§ **Work request**
Every record that follows should be output exactly as it is given.
═══
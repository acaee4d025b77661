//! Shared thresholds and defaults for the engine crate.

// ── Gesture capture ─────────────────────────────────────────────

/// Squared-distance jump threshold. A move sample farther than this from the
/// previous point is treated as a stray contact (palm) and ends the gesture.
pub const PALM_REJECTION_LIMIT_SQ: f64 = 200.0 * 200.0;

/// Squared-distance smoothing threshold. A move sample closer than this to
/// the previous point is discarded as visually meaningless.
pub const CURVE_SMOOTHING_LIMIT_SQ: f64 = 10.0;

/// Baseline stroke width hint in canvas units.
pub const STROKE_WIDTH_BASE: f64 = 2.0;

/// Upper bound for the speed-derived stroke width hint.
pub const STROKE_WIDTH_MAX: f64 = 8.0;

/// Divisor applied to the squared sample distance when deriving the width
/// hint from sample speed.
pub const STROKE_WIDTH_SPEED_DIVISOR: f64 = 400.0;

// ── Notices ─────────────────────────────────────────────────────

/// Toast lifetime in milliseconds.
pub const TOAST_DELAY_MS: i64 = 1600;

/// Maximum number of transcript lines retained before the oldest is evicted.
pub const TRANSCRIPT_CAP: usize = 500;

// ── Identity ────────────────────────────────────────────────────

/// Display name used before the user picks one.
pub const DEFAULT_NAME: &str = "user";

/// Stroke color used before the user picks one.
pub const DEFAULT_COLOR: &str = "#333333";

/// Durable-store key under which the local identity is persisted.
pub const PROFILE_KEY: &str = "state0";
═══
§ **Solution for this exercise**
repository acaee4d025b77661
//! Shared thresholds and defaults for the engine crate.

// ── Gesture capture ─────────────────────────────────────────────

/// Squared-distance jump threshold. A move sample farther than this from the
/// previous point is treated as a stray contact (palm) and ends the gesture.
pub const PALM_REJECTION_LIMIT_SQ: f64 = 200.0 * 200.0;

/// Squared-distance smoothing threshold. A move sample closer than this to
/// the previous point is discarded as visually meaningless.
pub const CURVE_SMOOTHING_LIMIT_SQ: f64 = 10.0;

/// Baseline stroke width hint in canvas units.
pub const STROKE_WIDTH_BASE: f64 = 2.0;

/// Upper bound for the speed-derived stroke width hint.
pub const STROKE_WIDTH_MAX: f64 = 8.0;

/// Divisor applied to the squared sample distance when deriving the width
/// hint from sample speed.
pub const STROKE_WIDTH_SPEED_DIVISOR: f64 = 400.0;

// ── Notices ─────────────────────────────────────────────────────

/// Toast lifetime in milliseconds.
pub const TOAST_DELAY_MS: i64 = 1600;

/// Maximum number of transcript lines retained before the oldest is evicted.
pub const TRANSCRIPT_CAP: usize = 500;

// ── Identity ────────────────────────────────────────────────────

/// Display name used before the user picks one.
pub const DEFAULT_NAME: &str = "user";

/// Stroke color used before the user picks one.
pub const DEFAULT_COLOR: &str = "#333333";

/// Durable-store key under which the local identity is persisted.
pub const PROFILE_KEY: &str = "state0";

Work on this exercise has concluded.